Segment Start: Dataset excerpts

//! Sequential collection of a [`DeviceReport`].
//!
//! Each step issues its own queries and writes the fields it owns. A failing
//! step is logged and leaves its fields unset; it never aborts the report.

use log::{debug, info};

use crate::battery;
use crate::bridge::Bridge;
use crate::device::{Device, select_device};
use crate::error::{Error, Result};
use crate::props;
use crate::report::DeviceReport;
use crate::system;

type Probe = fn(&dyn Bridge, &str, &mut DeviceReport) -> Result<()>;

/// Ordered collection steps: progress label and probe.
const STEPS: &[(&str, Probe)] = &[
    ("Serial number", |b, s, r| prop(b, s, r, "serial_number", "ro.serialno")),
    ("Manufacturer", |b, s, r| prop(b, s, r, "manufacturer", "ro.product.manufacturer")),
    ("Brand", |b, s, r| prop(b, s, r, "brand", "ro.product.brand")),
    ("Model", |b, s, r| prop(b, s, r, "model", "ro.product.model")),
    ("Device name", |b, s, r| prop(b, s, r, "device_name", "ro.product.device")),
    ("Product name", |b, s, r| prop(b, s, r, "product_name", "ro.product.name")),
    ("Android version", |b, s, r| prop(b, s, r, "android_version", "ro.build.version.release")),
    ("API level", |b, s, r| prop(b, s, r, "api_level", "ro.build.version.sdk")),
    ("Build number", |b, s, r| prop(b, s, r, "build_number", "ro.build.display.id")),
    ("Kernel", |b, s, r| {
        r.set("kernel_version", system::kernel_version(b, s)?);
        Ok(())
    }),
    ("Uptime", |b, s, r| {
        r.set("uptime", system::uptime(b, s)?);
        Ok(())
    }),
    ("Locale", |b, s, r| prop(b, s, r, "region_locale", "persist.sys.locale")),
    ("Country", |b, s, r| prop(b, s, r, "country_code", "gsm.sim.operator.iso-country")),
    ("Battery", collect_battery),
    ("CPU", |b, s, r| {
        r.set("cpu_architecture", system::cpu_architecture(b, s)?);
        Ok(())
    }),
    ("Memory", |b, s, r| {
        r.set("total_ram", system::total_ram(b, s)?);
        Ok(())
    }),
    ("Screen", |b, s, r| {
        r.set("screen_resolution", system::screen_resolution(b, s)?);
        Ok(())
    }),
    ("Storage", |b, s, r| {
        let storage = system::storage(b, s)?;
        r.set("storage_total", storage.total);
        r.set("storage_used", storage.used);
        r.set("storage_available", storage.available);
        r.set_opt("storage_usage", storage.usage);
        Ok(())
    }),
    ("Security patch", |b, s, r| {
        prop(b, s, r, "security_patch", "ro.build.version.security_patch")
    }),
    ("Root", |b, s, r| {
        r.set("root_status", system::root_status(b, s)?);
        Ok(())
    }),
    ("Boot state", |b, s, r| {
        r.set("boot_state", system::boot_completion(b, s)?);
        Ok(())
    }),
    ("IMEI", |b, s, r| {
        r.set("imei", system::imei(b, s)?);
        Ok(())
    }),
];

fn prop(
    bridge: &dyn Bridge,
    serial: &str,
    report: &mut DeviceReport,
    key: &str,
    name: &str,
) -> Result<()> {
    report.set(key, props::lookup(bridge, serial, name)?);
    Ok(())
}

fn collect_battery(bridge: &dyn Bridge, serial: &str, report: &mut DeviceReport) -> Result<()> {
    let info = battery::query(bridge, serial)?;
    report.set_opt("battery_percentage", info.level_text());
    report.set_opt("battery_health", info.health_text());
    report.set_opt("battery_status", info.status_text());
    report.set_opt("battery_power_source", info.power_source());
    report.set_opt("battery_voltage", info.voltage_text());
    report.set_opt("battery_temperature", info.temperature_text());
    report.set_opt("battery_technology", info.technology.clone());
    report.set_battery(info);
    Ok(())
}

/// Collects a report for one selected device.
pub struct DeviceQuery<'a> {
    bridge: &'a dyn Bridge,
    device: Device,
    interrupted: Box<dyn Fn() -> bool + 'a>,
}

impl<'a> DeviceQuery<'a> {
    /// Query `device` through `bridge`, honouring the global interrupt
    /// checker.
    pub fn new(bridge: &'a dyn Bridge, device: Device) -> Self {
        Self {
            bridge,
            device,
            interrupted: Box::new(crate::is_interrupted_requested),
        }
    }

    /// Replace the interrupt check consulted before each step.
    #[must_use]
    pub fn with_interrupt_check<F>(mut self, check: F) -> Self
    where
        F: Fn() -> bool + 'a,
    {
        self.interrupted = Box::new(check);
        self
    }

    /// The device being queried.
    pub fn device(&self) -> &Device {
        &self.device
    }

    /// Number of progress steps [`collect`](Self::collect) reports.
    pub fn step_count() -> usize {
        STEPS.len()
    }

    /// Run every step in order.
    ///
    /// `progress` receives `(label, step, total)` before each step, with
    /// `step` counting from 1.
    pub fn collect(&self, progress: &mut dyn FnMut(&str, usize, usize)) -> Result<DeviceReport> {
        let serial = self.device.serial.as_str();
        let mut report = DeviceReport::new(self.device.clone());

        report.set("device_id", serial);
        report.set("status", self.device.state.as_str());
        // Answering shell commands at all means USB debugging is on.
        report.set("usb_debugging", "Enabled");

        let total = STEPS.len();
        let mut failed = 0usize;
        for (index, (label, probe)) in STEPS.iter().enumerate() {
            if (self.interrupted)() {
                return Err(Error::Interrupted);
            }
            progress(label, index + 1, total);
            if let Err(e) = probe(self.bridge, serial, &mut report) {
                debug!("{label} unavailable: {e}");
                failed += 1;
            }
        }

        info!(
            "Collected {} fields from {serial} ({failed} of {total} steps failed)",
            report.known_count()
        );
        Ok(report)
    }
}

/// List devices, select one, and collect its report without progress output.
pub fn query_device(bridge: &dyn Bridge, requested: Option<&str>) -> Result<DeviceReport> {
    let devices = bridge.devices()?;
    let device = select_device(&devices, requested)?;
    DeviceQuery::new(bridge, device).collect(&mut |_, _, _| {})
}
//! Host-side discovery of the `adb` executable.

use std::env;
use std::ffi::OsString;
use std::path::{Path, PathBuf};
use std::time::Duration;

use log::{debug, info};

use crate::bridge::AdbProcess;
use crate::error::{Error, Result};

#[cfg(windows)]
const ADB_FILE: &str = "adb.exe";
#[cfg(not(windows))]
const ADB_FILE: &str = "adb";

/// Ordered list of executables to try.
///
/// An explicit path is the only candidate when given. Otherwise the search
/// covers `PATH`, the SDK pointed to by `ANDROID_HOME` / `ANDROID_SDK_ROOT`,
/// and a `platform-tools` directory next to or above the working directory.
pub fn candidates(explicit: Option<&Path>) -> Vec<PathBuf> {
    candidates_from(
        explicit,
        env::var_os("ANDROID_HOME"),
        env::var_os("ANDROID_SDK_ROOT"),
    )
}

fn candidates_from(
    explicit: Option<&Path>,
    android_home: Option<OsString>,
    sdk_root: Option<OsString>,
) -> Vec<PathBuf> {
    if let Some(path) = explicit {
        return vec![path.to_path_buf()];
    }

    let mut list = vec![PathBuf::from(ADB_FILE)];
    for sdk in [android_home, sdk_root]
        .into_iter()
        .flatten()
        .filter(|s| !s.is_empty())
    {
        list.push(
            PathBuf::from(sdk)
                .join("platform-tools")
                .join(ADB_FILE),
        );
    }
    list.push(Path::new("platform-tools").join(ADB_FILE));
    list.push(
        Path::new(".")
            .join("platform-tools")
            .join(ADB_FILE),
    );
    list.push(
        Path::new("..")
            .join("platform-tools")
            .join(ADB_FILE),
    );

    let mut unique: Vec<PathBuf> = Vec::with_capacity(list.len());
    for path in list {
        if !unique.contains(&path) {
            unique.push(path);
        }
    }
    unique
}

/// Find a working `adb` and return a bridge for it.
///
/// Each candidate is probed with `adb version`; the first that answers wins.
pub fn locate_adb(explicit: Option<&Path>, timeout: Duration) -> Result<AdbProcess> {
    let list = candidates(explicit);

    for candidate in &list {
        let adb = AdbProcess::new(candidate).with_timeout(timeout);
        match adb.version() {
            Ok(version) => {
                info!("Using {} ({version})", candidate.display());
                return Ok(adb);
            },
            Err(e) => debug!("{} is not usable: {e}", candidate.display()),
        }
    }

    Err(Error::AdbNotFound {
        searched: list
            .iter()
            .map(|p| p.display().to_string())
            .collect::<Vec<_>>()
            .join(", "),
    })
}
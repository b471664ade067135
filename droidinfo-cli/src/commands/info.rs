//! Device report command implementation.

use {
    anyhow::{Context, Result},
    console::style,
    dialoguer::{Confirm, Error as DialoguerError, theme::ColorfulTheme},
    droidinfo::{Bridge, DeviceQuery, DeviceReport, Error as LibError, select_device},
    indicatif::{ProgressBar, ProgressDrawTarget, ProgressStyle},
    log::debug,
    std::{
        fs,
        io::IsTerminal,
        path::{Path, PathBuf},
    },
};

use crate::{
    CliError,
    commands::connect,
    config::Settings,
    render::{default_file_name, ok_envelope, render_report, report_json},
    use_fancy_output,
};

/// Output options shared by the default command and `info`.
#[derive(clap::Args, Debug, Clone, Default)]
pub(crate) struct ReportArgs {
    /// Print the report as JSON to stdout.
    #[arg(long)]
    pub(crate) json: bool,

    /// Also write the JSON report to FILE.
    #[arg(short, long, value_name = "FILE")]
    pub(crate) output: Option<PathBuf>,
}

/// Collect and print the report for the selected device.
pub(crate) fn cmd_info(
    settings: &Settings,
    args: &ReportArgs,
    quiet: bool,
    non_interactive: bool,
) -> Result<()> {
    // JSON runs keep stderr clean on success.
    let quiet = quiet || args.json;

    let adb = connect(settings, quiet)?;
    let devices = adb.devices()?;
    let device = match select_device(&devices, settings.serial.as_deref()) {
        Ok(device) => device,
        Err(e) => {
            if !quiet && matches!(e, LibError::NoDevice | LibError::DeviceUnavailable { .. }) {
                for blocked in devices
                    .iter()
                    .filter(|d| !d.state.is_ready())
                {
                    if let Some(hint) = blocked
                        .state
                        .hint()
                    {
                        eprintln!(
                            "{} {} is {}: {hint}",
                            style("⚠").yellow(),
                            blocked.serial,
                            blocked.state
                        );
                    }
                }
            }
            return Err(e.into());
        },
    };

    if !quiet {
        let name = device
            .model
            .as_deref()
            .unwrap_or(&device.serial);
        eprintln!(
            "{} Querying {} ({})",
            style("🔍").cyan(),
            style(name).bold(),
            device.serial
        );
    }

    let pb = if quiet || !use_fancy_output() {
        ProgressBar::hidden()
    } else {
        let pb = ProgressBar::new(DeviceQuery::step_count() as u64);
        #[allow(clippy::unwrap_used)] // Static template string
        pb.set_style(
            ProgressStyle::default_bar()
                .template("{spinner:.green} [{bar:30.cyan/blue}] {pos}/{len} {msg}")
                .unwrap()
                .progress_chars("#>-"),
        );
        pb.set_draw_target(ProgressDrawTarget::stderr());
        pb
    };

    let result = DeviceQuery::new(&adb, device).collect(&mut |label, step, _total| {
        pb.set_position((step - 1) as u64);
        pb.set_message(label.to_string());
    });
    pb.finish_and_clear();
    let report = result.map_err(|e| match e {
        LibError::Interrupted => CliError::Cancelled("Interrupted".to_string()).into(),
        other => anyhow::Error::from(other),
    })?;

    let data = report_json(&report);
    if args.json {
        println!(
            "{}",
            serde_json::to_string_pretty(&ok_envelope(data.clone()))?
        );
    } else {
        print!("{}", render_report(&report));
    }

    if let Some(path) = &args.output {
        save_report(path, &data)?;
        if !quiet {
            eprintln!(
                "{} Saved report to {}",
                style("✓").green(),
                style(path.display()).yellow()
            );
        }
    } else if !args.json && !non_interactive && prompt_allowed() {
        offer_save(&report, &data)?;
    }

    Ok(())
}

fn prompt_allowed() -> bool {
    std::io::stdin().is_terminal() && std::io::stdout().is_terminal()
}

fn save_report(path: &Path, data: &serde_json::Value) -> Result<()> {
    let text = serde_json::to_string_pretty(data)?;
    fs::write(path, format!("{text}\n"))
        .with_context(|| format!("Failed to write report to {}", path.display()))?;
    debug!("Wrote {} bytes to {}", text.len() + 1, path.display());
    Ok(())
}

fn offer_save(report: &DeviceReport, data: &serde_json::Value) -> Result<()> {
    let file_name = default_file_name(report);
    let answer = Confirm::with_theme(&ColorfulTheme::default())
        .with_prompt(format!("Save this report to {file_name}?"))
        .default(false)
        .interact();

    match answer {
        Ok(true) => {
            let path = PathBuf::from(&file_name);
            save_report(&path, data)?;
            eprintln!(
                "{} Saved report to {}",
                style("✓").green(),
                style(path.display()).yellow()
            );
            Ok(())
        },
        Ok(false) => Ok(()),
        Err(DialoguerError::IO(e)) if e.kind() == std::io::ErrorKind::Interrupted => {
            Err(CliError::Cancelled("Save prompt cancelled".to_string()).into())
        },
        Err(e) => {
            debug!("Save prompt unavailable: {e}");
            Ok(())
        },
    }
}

Segment End: Dataset excerpts

Based on the records above, count the lines in which "collection" occurs and provide only the number.

2